[PATCH] D12635: merge vector stores into wider vector stores and fix AArch64 misaligned access TLI hook (PR21711)
Ahmed Bougacha via llvm-commits
llvm-commits at lists.llvm.org
Fri Sep 25 11:44:18 PDT 2015
ab added a subscriber: ab.
ab accepted this revision.
ab added a reviewer: ab.
ab added a comment.
This revision is now accepted and ready to land.
LGTM
================
Comment at: lib/Target/AArch64/AArch64ISelLowering.cpp:809-812
@@ +808,6 @@
+
+ // Code that uses clang vector extensions can mark that it
+ // wants unaligned accesses to be treated as fast by
+ // underspecifying alignment to be 1 or 2.
+ Align <= 2 ||
+
----------------
spatel wrote:
> arsenm wrote:
> > Which extensions do you mean? I've been looking for a way to specify alignment of vector loads from C, but nothing I've tried seems to work.
> >
> > However, using the existence of this to justify reporting a different alignment as fast seems suspect.

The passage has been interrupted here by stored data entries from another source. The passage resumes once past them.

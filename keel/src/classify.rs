//! Classification types — the three-way routing decision.

use serde::{Deserialize, Serialize};
use std::collections::HashMap;

use crate::request::MetadataMap;

/// The three handler kinds. This enum is deliberately closed (no
/// `Custom` escape hatch): adding a handler means extending this enum
/// and the dispatcher's match together.
#[derive(Debug, Clone, Copy, PartialEq, Eq, Hash, Serialize, Deserialize)]
#[serde(rename_all = "snake_case")]
pub enum InputKind {
    /// A slash-command for a built-in.
    Command,
    /// Conversational text for a direct model call.
    Prompt,
    /// A task that needs a multi-step, tool-using workflow.
    Workflow,
}

impl std::fmt::Display for InputKind {
    fn fmt(&self, f: &mut std::fmt::Formatter<'_>) -> std::fmt::Result {
        let s = match self {
            InputKind::Command => "command",
            InputKind::Prompt => "prompt",
            InputKind::Workflow => "workflow",
        };
        f.write_str(s)
    }
}

/// Which classification method produced a result.
#[derive(Debug, Clone, Copy, PartialEq, Eq, Hash, Serialize, Deserialize)]
#[serde(rename_all = "snake_case")]
pub enum ClassificationMethod {
    /// Deterministic prefix/keyword rules.
    Rule,
    /// A single structured model call.
    Llm,
    /// Rule first, model on low confidence.
    Hybrid,
    /// Three model variants voting.
    Ensemble,
}

impl std::fmt::Display for ClassificationMethod {
    fn fmt(&self, f: &mut std::fmt::Formatter<'_>) -> std::fmt::Result {
        let s = match self {
            ClassificationMethod::Rule => "rule",
            ClassificationMethod::Llm => "llm",
            ClassificationMethod::Hybrid => "hybrid",
            ClassificationMethod::Ensemble => "ensemble",
        };
        f.write_str(s)
    }
}

/// The outcome of classifying one input.
///
/// Invariants: `confidence` is clamped to `[0, 1]` at construction; when
/// `kind` is `Command`, `extracted` carries `name` and ordered `args`.
#[non_exhaustive]
#[derive(Debug, Clone, Serialize, Deserialize)]
pub struct ClassificationResult {
    /// The routing decision.
    pub kind: InputKind,
    /// Confidence in `[0, 1]`.
    pub confidence: f64,
    /// The method that produced this result.
    pub method: ClassificationMethod,
    /// Optional explanation (LLM-produced or rule-derived).
    pub reasoning: Option<String>,
    /// Structured extraction: command name/args, matched indicators.
    #[serde(default)]
    pub extracted: HashMap<String, serde_json::Value>,
    /// Method-specific metadata (agreement scores, escalation marks).
    #[serde(default)]
    pub metadata: MetadataMap,
}

impl ClassificationResult {
    /// Build a result, clamping confidence into `[0, 1]`.
    pub fn new(kind: InputKind, confidence: f64, method: ClassificationMethod) -> Self {
        Self {
            kind,
            confidence: confidence.clamp(0.0, 1.0),
            method,
            reasoning: None,
            extracted: HashMap::new(),
            metadata: MetadataMap::new(),
        }
    }

    /// Set the reasoning text.
    #[must_use]
    pub fn with_reasoning(mut self, reasoning: impl Into<String>) -> Self {
        self.reasoning = Some(reasoning.into());
        self
    }

    /// Add an extracted field.
    #[must_use]
    pub fn with_extracted(mut self, key: impl Into<String>, value: serde_json::Value) -> Self {
        self.extracted.insert(key.into(), value);
        self
    }

    /// Replace the confidence, re-clamping into `[0, 1]`.
    pub fn set_confidence(&mut self, confidence: f64) {
        self.confidence = confidence.clamp(0.0, 1.0);
    }
}

#[cfg(test)]
mod tests {
    use super::*;

    #[test]
    fn confidence_is_clamped() {
        let r = ClassificationResult::new(InputKind::Prompt, 1.7, ClassificationMethod::Rule);
        assert_eq!(r.confidence, 1.0);
        let r = ClassificationResult::new(InputKind::Prompt, -0.2, ClassificationMethod::Rule);
        assert_eq!(r.confidence, 0.0);
    }

    #[test]
    fn kind_serializes_snake_case() {
        assert_eq!(
            serde_json::to_string(&InputKind::Workflow).unwrap(),
            "\"workflow\""
        );
        assert_eq!(
            serde_json::to_string(&ClassificationMethod::Ensemble).unwrap(),
            "\"ensemble\""
        );
    }
}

> I agree that this looks hacky (along with the comment about optimizing for benchmarks), but the comments and code are copied directly from the existing performSTORECombine() (see around line 8476).
>
> I don't want to alter the existing Aarch logic for this patch (other than to fix the obviously broken allowsMisalignedMemoryAccesses() implementation to allow the vector merging in DAGCombiner).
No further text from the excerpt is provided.